保育所入所基準の公表と入所決定の透明化を!

Facebook 2016.12.31

 去る12月28日は、今年最後、且つ仕事納めの日。凍てつく寒さの中で、72回目の街頭演説となりました。テーマは保育所入所基準についてです。
 呉市では、保育所や認定こども園におけるの新年度新規入所の申し込み期間を、1次募集が11月初旬から中旬、2次募集が年明け1月中旬から下旬と2回設定しており、これらを一括して、翌年2月22日に保護者宛に呉市から入所決定通知がなされます。
 その間、子どもを預けようとする保護者にとっては、新年度からの勤務先が決まっていても、希望の保育所に入れない、働くことも断念することになりかねない、との不安の声も聞かれます。
 奇しくも本年度は、当時民主党政調会長だった山尾志桜里衆院議員が、「保育園落ちた。日本死ね」との国民による生々しいブログを紹介したことで、保育所入所問題や待機児童問題がこれまで以上にクローズアップされました。
 ただ「保育園落ちた」というのは、あくまで大都会での話であって、呉市においては、待機児童は皆無となっています。ところが、昨年度までは入所申請時には、第3希望の保育所まで任意記入となっていましたが、その範囲内では、特に中央、昭和、広地区において定員を超過することが多く、第3希望まででは入所が決まらないケースがかなり出て参りました。そこで今年度からは、第6希望まで記入するようになったのです。

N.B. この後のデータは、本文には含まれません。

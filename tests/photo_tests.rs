//! Photo list parsing tests for photogrid
//!
//! Host-supplied records, backend rows, and the metadata rows shown on click.
#![allow(
    clippy::unwrap_used,
    clippy::expect_used,
    clippy::indexing_slicing,
    clippy::float_cmp,
    clippy::panic
)]

mod common;

use common::{detailed_photo, API_ROWS_JSON, PHOTOS_JSON};
use photogrid::{
    parse_api_photo_list, parse_photo_list, read_photo_file, PhotoGridError, PhotoRecord,
};

#[test]
fn test_parse_host_records() {
    let photos = parse_photo_list(PHOTOS_JSON).unwrap();
    assert_eq!(photos.len(), 3);

    assert_eq!(photos[0].id, "1");
    assert_eq!(photos[0].image_ref, "/uploads/a.jpg");
    assert_eq!(photos[0].alt_text(), "Harbour");

    assert_eq!(photos[1].id, "2");
    assert_eq!(photos[1].image_ref, "/uploads/b.jpg");
    assert_eq!(photos[1].alt_text(), "Photo 2");
    assert!(photos[1].metadata.is_none());

    let meta = photos[2].metadata.as_ref().unwrap();
    assert_eq!(meta.iso.as_deref(), Some("200"));
    assert_eq!(meta.is_black_white, Some(false));
    assert_eq!(
        photos[2].detail_rows(),
        vec![("ISO", "200".to_string()), ("Type", "Color".to_string())]
    );
}

#[test]
fn test_parse_rejects_missing_image() {
    let err = parse_photo_list(r#"[{"id": 1}]"#).unwrap_err();
    assert!(matches!(err, PhotoGridError::Json(_)), "got {err:?}");
    assert!(parse_photo_list("{}").is_err());
}

#[test]
fn test_parse_empty_list() {
    assert!(parse_photo_list("[]").unwrap().is_empty());
    assert!(parse_api_photo_list("[]", "http://localhost").unwrap().is_empty());
}

#[test]
fn test_api_rows_become_records() {
    let photos = parse_api_photo_list(API_ROWS_JSON, "https://photos.example.org").unwrap();
    assert_eq!(photos.len(), 2);

    let seven = &photos[0];
    assert_eq!(seven.id, "7");
    assert_eq!(seven.image_ref, "https://photos.example.org/uploads/seven.jpg");
    assert_eq!(seven.alt_text(), "Photo 7");
    let labels: Vec<&str> = seven.detail_rows().iter().map(|(label, _)| *label).collect();
    assert_eq!(
        labels,
        [
            "Date",
            "Shutter Speed",
            "ISO",
            "Focal Length",
            "Aperture",
            "Camera",
            "Type",
            "Category"
        ]
    );

    // A row without metadata carries none
    let eight = &photos[1];
    assert_eq!(eight.image_ref, "https://photos.example.org/uploads/eight.jpg");
    assert!(eight.metadata.is_none());
    assert!(eight.detail_rows().is_empty());
}

#[test]
fn test_detail_rows_for_black_and_white() {
    let rows = detailed_photo().detail_rows();
    assert_eq!(rows.len(), 8);
    assert_eq!(rows[0], ("Date", "2021-06-12".to_string()));
    assert_eq!(rows[6], ("Type", "Black & White".to_string()));
    assert_eq!(rows[7], ("Category", "Street".to_string()));
}

#[test]
fn test_empty_metadata_values_are_skipped() {
    let photos = parse_photo_list(
        r#"[{"id": "x", "src": "x.jpg", "metadata": {"camera_info": "", "aperture": "f/4"}}]"#,
    )
    .unwrap();
    assert_eq!(photos[0].detail_rows(), vec![("Aperture", "f/4".to_string())]);
}

#[test]
fn test_record_serializes_camel_case() {
    let photo = PhotoRecord::new("5", "/uploads/five.jpg");
    let json = serde_json::to_value(&photo).unwrap();
    assert_eq!(json["imageRef"], "/uploads/five.jpg");
    assert!(json.get("alt").is_none());
    assert!(json.get("metadata").is_none());
}

#[test]
fn test_read_missing_file_is_io_error() {
    let path = std::env::temp_dir().join("photogrid-no-such-list.json");
    let err = read_photo_file(&path, None).unwrap_err();
    assert!(matches!(err, PhotoGridError::Io(_)), "got {err:?}");
}

#[test]
fn test_read_photo_file_both_shapes() {
    let dir = std::env::temp_dir();
    let records = dir.join(format!("photogrid-records-{}.json", std::process::id()));
    let rows = dir.join(format!("photogrid-rows-{}.json", std::process::id()));
    std::fs::write(&records, PHOTOS_JSON).unwrap();
    std::fs::write(&rows, API_ROWS_JSON).unwrap();

    let from_records = read_photo_file(&records, None).unwrap();
    let from_rows = read_photo_file(&rows, Some("http://localhost:5000")).unwrap();
    std::fs::remove_file(&records).unwrap();
    std::fs::remove_file(&rows).unwrap();

    assert_eq!(from_records.len(), 3);
    assert_eq!(from_rows[0].image_ref, "http://localhost:5000/uploads/seven.jpg");
}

 現在、呉市が申請者の事情により優先順位を決めて、各保育所と調整を行っている段階ですが、もし第4希望以降の入所しか難しいとなった場合、保護者がパートで、近くに実家があったりする場合、逆に断るケースも出て来ます。これは保護者の事情と意志で入所を拒否したことで、待機児童扱いにはカウントされず、その結果、待機児童ゼロを継続して来たのが実際のところです。
 また、保護者が自家用車を所有していない場合、子どもを自転車で通園させ、その後自宅に自転車を置きに戻り、それから公共交通機関を利用して仕事場に赴く場合もあります。そうすると正社員や早朝出勤では非常に困難とならざるを得ません。私立保育所の場合、比較的安価な負担で送迎バスを利用できる施設は多いですが、公立では保護者が責任を持って送迎することを条件にしているからです。
 そこで私は、優先順位を付ける際、介護保険施設への入所と同様、評価項目と採点枠を予め公表し、もし希望保育所への入所にならなかった場合、項目毎の評価点数を、医療機関へのカルテ請求が可能になったのと同様に、情報請求できるようにしたらどうかと考えています。その際の評価項目に、保護者の勤務形態、家庭や親族の支援体制、自宅や勤務地からの距離等既存項目の他に、自家用車両送迎の可否や、兄弟の通園状況等を新たに加えるのです。兄弟がいれば、当然同じ保育施設に通園しないと、保護者にとっては大きな負担となるのは言うまでもありません。
 ところで児童福祉法では、定員枠内であれば、施設側は原則児童の入所を拒否できません。更に年度途中の入所であれば、施設基準を逸脱しない範囲で、定員を超えても無制限で受け入れることが可能です。因みにこれを保育所定員弾力化といいます。
 にも関わらず、現実はなかなか難しい事情があります。その要因は、何と言っても保育士配置基準です。具体的には、保育士1名に対し保育が可能な児童数は、0才児3人、1~2才児6人、3才児20人、4~5才児30人と定められています。ですから新年度当初、各保育士の担当児童数で割り切れる児童が入所して来ないと、人件費支払いが不効率になる訳です。
 これに輪をかけて、保育士不足が経営者にとって重圧となっているのです。
 また、現在放映中のNHK朝ドラ「べっぴんさん」では、戦後間もない頃の保育所が、ヒロインの友達の発達障害を持つ息子の入所を拒否した場面がありました。これも児童を責任を持って受け入れる現場にとっては深刻な問題です。これら、私立保育所の事情をカバーする意味で、公立の使命としての拠点保育所を、今年度からの「呉市公立保育所・幼稚園再配置計画」で位置付けたのです。
 ということは、呉市が各園と調整を行って、申請者の優先順位により入所決定を行っているものの、不透明な部分が極めて多い訳です。これを透明化させるのが、呉市としての責務であると考えます。
 また、昨年度から施行した子ども・子育て支援法によって、呉市は、市内において30分間移動可能な生活圏を7つの提供区域に区分しました。即ち、昭和、天応・吉浦、中央(宮原・警固屋を含む)、広(阿賀・仁方・郷原を含む)、川尻・安浦、安芸灘、音戸・倉橋の7区域です。
 この中で需要が過熱しているのが、昭和、中央、広の3区域です。ここでは、昨年度地域型保育事業の小規模保育所を3箇所新たに誘致しました。これで、保護者の希望にできるだけ応えようと努力していることを知って下さい。
 一方保育所入所は、仕事故に保育に欠ける保護者の未就学児が対象ですが、専業主婦における子育ての悩みも聞こえて参ります。幼稚園はあっても、3才以上が入園対象ですので、その年齢までが特に保護者にとって子育てに神経を使うところです。
 呉市では、保護者に万一のことがあった場合に備えることも視野に、1才児から中学3年生までの一時ボランティア預かりであるファミリー・サポート事業を、年明け1月4日から、宿泊が可能な24時間対応とすることに致しました。これまでは夜10時までしか預けることはできず、昼間料金の1時間600円に対して、夜間料金は700円でした。これを昼間料金で宿泊サービスを提供することとし、2人目以降の利用料は半額としています。呉市に居住し、早朝・夜間就労がある看護師や自衛隊員には朗報となります。
 更に、私が委員を務める民生委員会では、現在子育て支援策を研究していますが、今後は休日保育のニーズを調査した上で、その導入可否を検討することにしています。